• **YOUR OBJECTIVE**
Every line holding the string "include" should be copied from the listing.

MATERIAL SHOWN below:

//! Logging infrastructure using `tracing` and `tracing-subscriber`.
//!
//! # Log Levels
//!
//! - `error`: stage failures, systemic revision failures
//! - `warn`: frequency drift, skipped merges, roster duplicates
//! - `info`: stage progress and summary counts
//! - `debug`: per-chunk and per-file progress
//! - `trace`: unused
//!
//! # Usage
//!
//! ```ignore
//! use eicu_cli::logging::{init_logging, LogConfig};
//!
//! let config = LogConfig::default().with_level(LevelFilter::DEBUG);
//! init_logging(&config).expect("init logging");
//! ```

use std::fs::OpenOptions;
use std::io::{self, Write};
use std::path::PathBuf;
use std::sync::{Arc, Mutex};

use tracing::level_filters::LevelFilter;
use tracing_subscriber::{
    EnvFilter,
    fmt::{self, MakeWriter},
    layer::SubscriberExt,
    util::SubscriberInitExt,
};

/// Crates whose events follow the configured level.
const PIPELINE_CRATES: [&str; 4] = ["eicu_cli", "eicu_core", "eicu_ingest", "eicu_model"];

/// Configuration for logging behavior.
#[derive(Debug, Clone)]
pub struct LogConfig {
    /// Level filter for the pipeline crates.
    pub level_filter: LevelFilter,
    /// Let `RUST_LOG` override `level_filter`.
    pub use_env_filter: bool,
    /// Whether to include timestamps in log output.
    pub with_timestamps: bool,
    /// Whether to include target (module path) in log output.
    pub with_target: bool,
    /// Whether to emit span close events (JSON only).
    pub with_spans: bool,
    /// Whether to use ANSI colors in output.
    pub with_ansi: bool,
    pub format: LogFormat,
    /// Optional log file path. When set, logs are appended to the file.
    pub log_file: Option<PathBuf>,
}

/// Log output format.
#[derive(Debug, Clone, Copy, Default, PartialEq, Eq)]
pub enum LogFormat {
    /// Human-readable pretty format with colors.
    #[default]
    Pretty,
    /// Compact single-line format.
    Compact,
    /// JSON format for machine parsing.
    Json,
}

impl Default for LogConfig {
    fn default() -> Self {
        Self {
            level_filter: LevelFilter::INFO,
            use_env_filter: true,
            with_timestamps: false,
            with_target: false,
            with_spans: true,
            with_ansi: true,
            format: LogFormat::default(),
            log_file: None,
        }
    }
}

impl LogConfig {
    /// Set the level filter directly.
    #[must_use]
    pub fn with_level(mut self, level_filter: LevelFilter) -> Self {
        self.level_filter = level_filter;
        self
    }

    /// Enable or disable timestamps.
    #[must_use]
    pub fn with_timestamps(mut self, enable: bool) -> Self {
        self.with_timestamps = enable;
        self
    }

    /// Enable or disable ANSI colors.
    #[must_use]
    pub fn with_ansi(mut self, enable: bool) -> Self {
        self.with_ansi = enable;
        self
    }

    /// Set output format.
    #[must_use]
    pub fn with_format(mut self, format: LogFormat) -> Self {
        self.format = format;
        self
    }

    /// Set the log file path (writes to stderr when None).
    #[must_use]
    pub fn with_log_file(mut self, path: Option<PathBuf>) -> Self {
        self.log_file = path;
        self
    }
}

/// Initialize the global tracing subscriber with the given configuration.
///
/// This should be called once at application startup.
///
/// # Errors
///
/// Returns an error if the log file cannot be opened.
///
/// # Panics
///
/// Panics if called more than once.
pub fn init_logging(config: &LogConfig) -> io::Result<()> {
    if let Some(path) = &config.log_file {
        let file = OpenOptions::new().create(true).append(true).open(path)?;
        init_logging_with_writer(config, SharedFileWriter::new(file));
    } else {
        init_logging_with_writer(config, io::stderr);
    }
    Ok(())
}

/// Initialize logging with a custom writer.
pub fn init_logging_with_writer<W>(config: &LogConfig, writer: W)
where
    W: for<'writer> MakeWriter<'writer> + Send + Sync + 'static,
{
    let filter = build_env_filter(config.level_filter, config.use_env_filter);

    match config.format {
        LogFormat::Json => {
            let layer = fmt::layer()
                .json()
                .with_writer(writer)
                .with_target(config.with_target)
                .with_span_events(if config.with_spans {
                    fmt::format::FmtSpan::CLOSE
                } else {
                    fmt::format::FmtSpan::NONE
                });

            tracing_subscriber::registry()
                .with(filter)
                .with(layer)
                .init();
        }
        LogFormat::Compact => {
            let layer = fmt::layer()
                .compact()
                .with_writer(writer)
                .with_ansi(config.with_ansi)
                .with_target(config.with_target);

            if config.with_timestamps {
                tracing_subscriber::registry()
                    .with(filter)
                    .with(layer)
                    .init();
            } else {
                tracing_subscriber::registry()
                    .with(filter)
                    .with(layer.without_time())
                    .init();
            }
        }
        LogFormat::Pretty => {
            let layer = fmt::layer()
                .with_writer(writer)
                .with_ansi(config.with_ansi)
                .with_target(config.with_target);

            if config.with_timestamps {
                tracing_subscriber::registry()
                    .with(filter)
                    .with(layer)
                    .init();
            } else {
                tracing_subscriber::registry()
                    .with(filter)
                    .with(layer.without_time())
                    .init();
            }
        }
    }
}

#[derive(Clone)]
struct SharedFileWriter {
    file: Arc<Mutex<std::fs::File>>,
}

impl SharedFileWriter {
    fn new(file: std::fs::File) -> Self {
        Self {
            file: Arc::new(Mutex::new(file)),
        }
    }
}

struct SharedFileGuard {
    file: Arc<Mutex<std::fs::File>>,
}

impl Write for SharedFileGuard {
    fn write(&mut self, buf: &[u8]) -> io::Result<usize> {
        let mut guard = self
            .file
            .lock()
            .map_err(|_| io::Error::other("log file lock poisoned"))?;
        guard.write(buf)
    }

    fn flush(&mut self) -> io::Result<()> {
        let mut guard = self
            .file
            .lock()
            .map_err(|_| io::Error::other("log file lock poisoned"))?;
        guard.flush()
    }
}

impl<'a> MakeWriter<'a> for SharedFileWriter {
    type Writer = SharedFileGuard;

    fn make_writer(&'a self) -> Self::Writer {
        SharedFileGuard {
            file: Arc::clone(&self.file),
        }
    }
}

/// Pipeline crates at `level`, everything else at warn.
fn default_directives(level: LevelFilter) -> String {
    let level = level.to_string().to_lowercase();
    let mut directives = String::from("warn");
    for krate in PIPELINE_CRATES {
        directives.push_str(&format!(",{krate}={level}"));
    }
    directives
}

fn build_env_filter(level: LevelFilter, use_env: bool) -> EnvFilter {
    let fallback = || EnvFilter::new(default_directives(level));
    if use_env {
        EnvFilter::try_from_default_env().unwrap_or_else(|_| fallback())
    } else {
        fallback()
    }
}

End of MATERIAL SHOWN.

• **REPLY TO THE TASK**
    /// Whether to include timestamps in log output.
    /// Whether to include target (module path) in log output.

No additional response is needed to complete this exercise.